また、職場で accommodation を提供される場合は accommodation offset も関係します。2026年4月からは 1日あたり 11.10ポンドです。住み込み仕事や hospitality、care、farm 系などでは、住居提供が給与計算にどう影響するかを見た方がよいです。
よくある失敗
一番多い失敗は、年齢区分を間違えることです。イギリスの最低賃金は一律ではなく、年齢で変わります。特に 20歳から21歳に変わるタイミングを意識していないと、いつから 21+ rate が適用されるのかを見落としやすいです。
次に多いのが、apprentice ならずっと apprentice rate だと思うことです。実際には、19歳以上で apprenticeship の first year を終えたら、年齢別 minimum wage に切り替わります。ここを知らないと、低い rate のままで働き続けてしまう可能性があります。

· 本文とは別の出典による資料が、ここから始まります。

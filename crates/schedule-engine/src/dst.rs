//! DST transition policies for mapping local slot times to instants.

use chrono::{DateTime, Duration, LocalResult, NaiveDateTime, TimeZone};
use chrono_tz::Tz;

/// Policy for local wall-clock times that fall into a DST gap
/// (e.g. 02:30 on a spring-forward night).
#[derive(Debug, Clone, Copy, PartialEq, Eq, Default)]
pub enum DstPolicy {
    /// Drop slots whose start does not exist in the hub's zone.
    #[default]
    Skip,
    /// Move the slot start to the first valid instant after the gap.
    ShiftForward,
}

impl DstPolicy {
    /// Resolve a local time in `tz`. Ambiguous times (fall back) take the earliest instant.
    pub fn localize(self, tz: Tz, local: NaiveDateTime) -> Option<DateTime<Tz>> {
        match tz.from_local_datetime(&local) {
            LocalResult::Single(dt) => Some(dt),
            LocalResult::Ambiguous(earliest, _) => Some(earliest),
            LocalResult::None => match self {
                DstPolicy::Skip => None,
                DstPolicy::ShiftForward => shift_past_gap(tz, local),
            },
        }
    }
}

/// Gaps are at most a couple of hours; probe minute by minute up to three hours.
fn shift_past_gap(tz: Tz, local: NaiveDateTime) -> Option<DateTime<Tz>> {
    (1..=180).find_map(|m| match tz.from_local_datetime(&(local + Duration::minutes(m))) {
        LocalResult::Single(dt) => Some(dt),
        LocalResult::Ambiguous(earliest, _) => Some(earliest),
        LocalResult::None => None,
    })
}
//! The precedence chain: override > special day > weekly hours > closed.
//!
//! Each level is a [`LookupStrategy`] that either resolves a date or passes.
//! [`resolve_with`] tries them in order and the first answer wins.

use chrono::NaiveDate;
use serde::{Deserialize, Serialize};
use tracing::{debug, warn};

use crate::model::{BusinessHours, DayOfWeek, OpeningWindow, OverrideEffect, ScheduleOverride, SpecialDay};

/// Which record kind decided a day's hours.
#[derive(Debug, Clone, Copy, PartialEq, Eq, Serialize, Deserialize)]
pub enum HoursSource {
    Override,
    SpecialDay,
    WeeklyHours,
    /// No record covers the day; it is implicitly closed.
    None,
}

/// The outcome of running the precedence chain for one date.
#[derive(Debug, Clone, PartialEq, Serialize, Deserialize)]
pub struct ResolvedDay {
    pub date: NaiveDate,
    pub source: HoursSource,
    /// `None` when the day is closed.
    pub window: Option<OpeningWindow>,
    /// Override reason or special day name.
    #[serde(skip_serializing_if = "Option::is_none")]
    pub label: Option<String>,
}

impl ResolvedDay {
    pub fn closed(date: NaiveDate, source: HoursSource) -> Self {
        Self {
            date,
            source,
            window: None,
            label: None,
        }
    }

    pub fn is_closed(&self) -> bool {
        self.window.is_none()
    }

    fn labelled(mut self, label: &str) -> Self {
        self.label = Some(label.to_string());
        self
    }
}

/// The records a hub has for the dates being resolved.
#[derive(Debug, Clone, Default)]
pub struct DayRecords {
    pub overrides: Vec<ScheduleOverride>,
    pub special_days: Vec<SpecialDay>,
    pub weekly_hours: Vec<BusinessHours>,
}

/// One level of the precedence chain.
pub trait LookupStrategy {
    fn source(&self) -> HoursSource;

    /// `Some` when this level decides the day, `None` to defer to the next one.
    fn lookup(&self, records: &DayRecords, date: NaiveDate) -> Option<ResolvedDay>;
}

/// Date-range overrides. Overrides that are neither closed nor carry hours defer.
#[derive(Debug, Clone, Copy, Default)]
pub struct OverrideLookup;

impl LookupStrategy for OverrideLookup {
    fn source(&self) -> HoursSource {
        HoursSource::Override
    }

    fn lookup(&self, records: &DayRecords, date: NaiveDate) -> Option<ResolvedDay> {
        let mut covering: Vec<&ScheduleOverride> =
            records.overrides.iter().filter(|o| o.covers(date)).collect();
        if covering.len() > 1 {
            warn!(%date, count = covering.len(), "overlapping overrides; using the latest start date");
        }
        // Stable sort keeps store order among equal start dates.
        covering.sort_by(|a, b| b.start_date.cmp(&a.start_date));
        let ov = covering.into_iter().next()?;

        let resolved = match ov.effect() {
            OverrideEffect::Closed => ResolvedDay::closed(date, HoursSource::Override),
            OverrideEffect::Hours(window) => ResolvedDay {
                date,
                source: HoursSource::Override,
                window: Some(window),
                label: None,
            },
            OverrideEffect::Defer => return None,
        };
        Some(resolved.labelled(&ov.reason))
    }
}

/// Special days: an exact date match first, then a yearly-recurring month/day match.
#[derive(Debug, Clone, Copy, Default)]
pub struct SpecialDayLookup;

impl LookupStrategy for SpecialDayLookup {
    fn source(&self) -> HoursSource {
        HoursSource::SpecialDay
    }

    fn lookup(&self, records: &DayRecords, date: NaiveDate) -> Option<ResolvedDay> {
        let exact: Vec<&SpecialDay> = records.special_days.iter().filter(|d| d.is_on(date)).collect();
        let candidates: Vec<&SpecialDay> = if exact.is_empty() {
            records
                .special_days
                .iter()
                .filter(|d| d.recurs_on(date))
                .collect()
        } else {
            exact
        };
        if candidates.len() > 1 {
            warn!(%date, count = candidates.len(), "several special days match; using the first");
        }
        let day = candidates.into_iter().next()?;

        Some(
            ResolvedDay {
                date,
                source: HoursSource::SpecialDay,
                window: day.window(),
                label: None,
            }
            .labelled(&day.name),
        )
    }
}

/// Regular weekly hours. A weekday without a row is closed.
#[derive(Debug, Clone, Copy, Default)]
pub struct WeeklyLookup;

impl LookupStrategy for WeeklyLookup {
    fn source(&self) -> HoursSource {
        HoursSource::WeeklyHours
    }

    fn lookup(&self, records: &DayRecords, date: NaiveDate) -> Option<ResolvedDay> {
        let weekday = DayOfWeek::of(date);
        let resolved = match records.weekly_hours.iter().find(|h| h.day_of_week == weekday) {
            Some(hours) => ResolvedDay {
                date,
                source: HoursSource::WeeklyHours,
                window: hours.window(),
                label: None,
            },
            None => ResolvedDay::closed(date, HoursSource::None),
        };
        Some(resolved)
    }
}

/// The standard chain, highest precedence first.
pub fn default_chain() -> Vec<Box<dyn LookupStrategy + Send + Sync>> {
    vec![
        Box::new(OverrideLookup),
        Box::new(SpecialDayLookup),
        Box::new(WeeklyLookup),
    ]
}

/// Run `chain` in order; a date nobody claims is implicitly closed.
pub fn resolve_with(
    chain: &[Box<dyn LookupStrategy + Send + Sync>],
    records: &DayRecords,
    date: NaiveDate,
) -> ResolvedDay {
    for strategy in chain {
        if let Some(day) = strategy.lookup(records, date) {
            debug!(%date, level = ?strategy.source(), source = ?day.source, "day resolved");
            return day;
        }
    }
    ResolvedDay::closed(date, HoursSource::None)
}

三つ目は、月給や年俸しか見ないことです。合法かどうかは時給換算で見ないと分かりません。求人票に monthly salary が書いてあっても、長時間労働前提なら実質時給が低くなることがあります。
四つ目は、手取りで判断することです。税金や National Insurance が引かれた net pay を見て「最低賃金を割っている」と思う人もいますが、最低賃金は gross pay と対象 hours で見るものです。
五つ目は、古い rate を前提に交渉することです。2025年の rate と 2026年の rate は違います。毎年4月に変わるため、今の公式数字で見る必要があります。
注意点
注意したいのは、最低賃金は「会社が求人に書いた時給」だけで決まるわけではないことです。required uniform、tools、certain deductions などで実質時給が legal minimum を下回ることがあります。たとえば仕事のために必須の物を自腹で買わせる場合、そのコストが最低賃金計算に影響することがあります。
また、accommodation が絡む仕事は少し複雑です。雇用主が住居を提供する場合、accommodation offset のルールがあります。住居提供があるからと言って、何でも自由に差し引けるわけではありません。住み込み求人では、時給だけでなく accommodation の扱いも確認した方が安全です。
さらに、最低賃金を満たしていることと、条件が良いことは別です。legal minimum はあくまで最低ラインなので、ロンドンや家賃の高い地域では 12.71ポンドでも生活が楽とは限りません。だから job search では、最低賃金を下回っていないかを確認したうえで、実際の生活コストに合うかも別で見る必要があります。
判断基準
自分の給与が最低賃金を下回っていないか迷ったら、次の4つで整理すると分かりやすいです。
- 1自分の年齢区分はどれか
- 2apprentice なら 19歳未満か、19歳以上でも1年目か
- 3gross pay を worked hours で割ると official rate を下回っていないか
- 4accommodation や required cost が実質時給を下げていないか
1で基準 rate が決まります。2で apprentice rate を使うか年齢別 rate を使うかが決まります。3でまず表面的な legality を見ます。4で deductions や costs による実質的な影響を見ます。
つまり判断基準は、「月給が高く見えるか」ではなく、「自分に適用される official hourly minimum を下回っていないか」です。ここで考えると、求人票や payslip をかなり正確に見られるようになります。
まとめ
2026年4月からのイギリスの最低賃金は、21歳以上が 12.71ポンド、18〜20歳が 10.85ポンド、16〜17歳が 8.00ポンド、apprentice が 8.00ポンドです。移住者にとって重要なのは、数字を知ることだけでなく、自分にどの rate が適用されるかを理解することです。
特に apprentice の扱い、gross pay と net pay の違い、月給を時給換算して見ることは実務上かなり大切です。最低賃金は job search の出発点であって、そこを下回っていないかをまず確認するだけでも、働き始めのリスクはかなり減ります。
次にやるべきこと
今日やるべきことは次の3つです。
- 1自分の年齢と雇用形態で、どの official rate が適用されるか確認する
- 2気になる job offer を時給換算して 2026年 rate を下回っていないか見る
- 3すでに働いているなら payslip の gross pay と hours を見直す
この3つをやるだけで、最低賃金まわりの見落としはかなり減ります。イギリスで働くなら、2026年の official rate を知っているだけでもかなり強いです。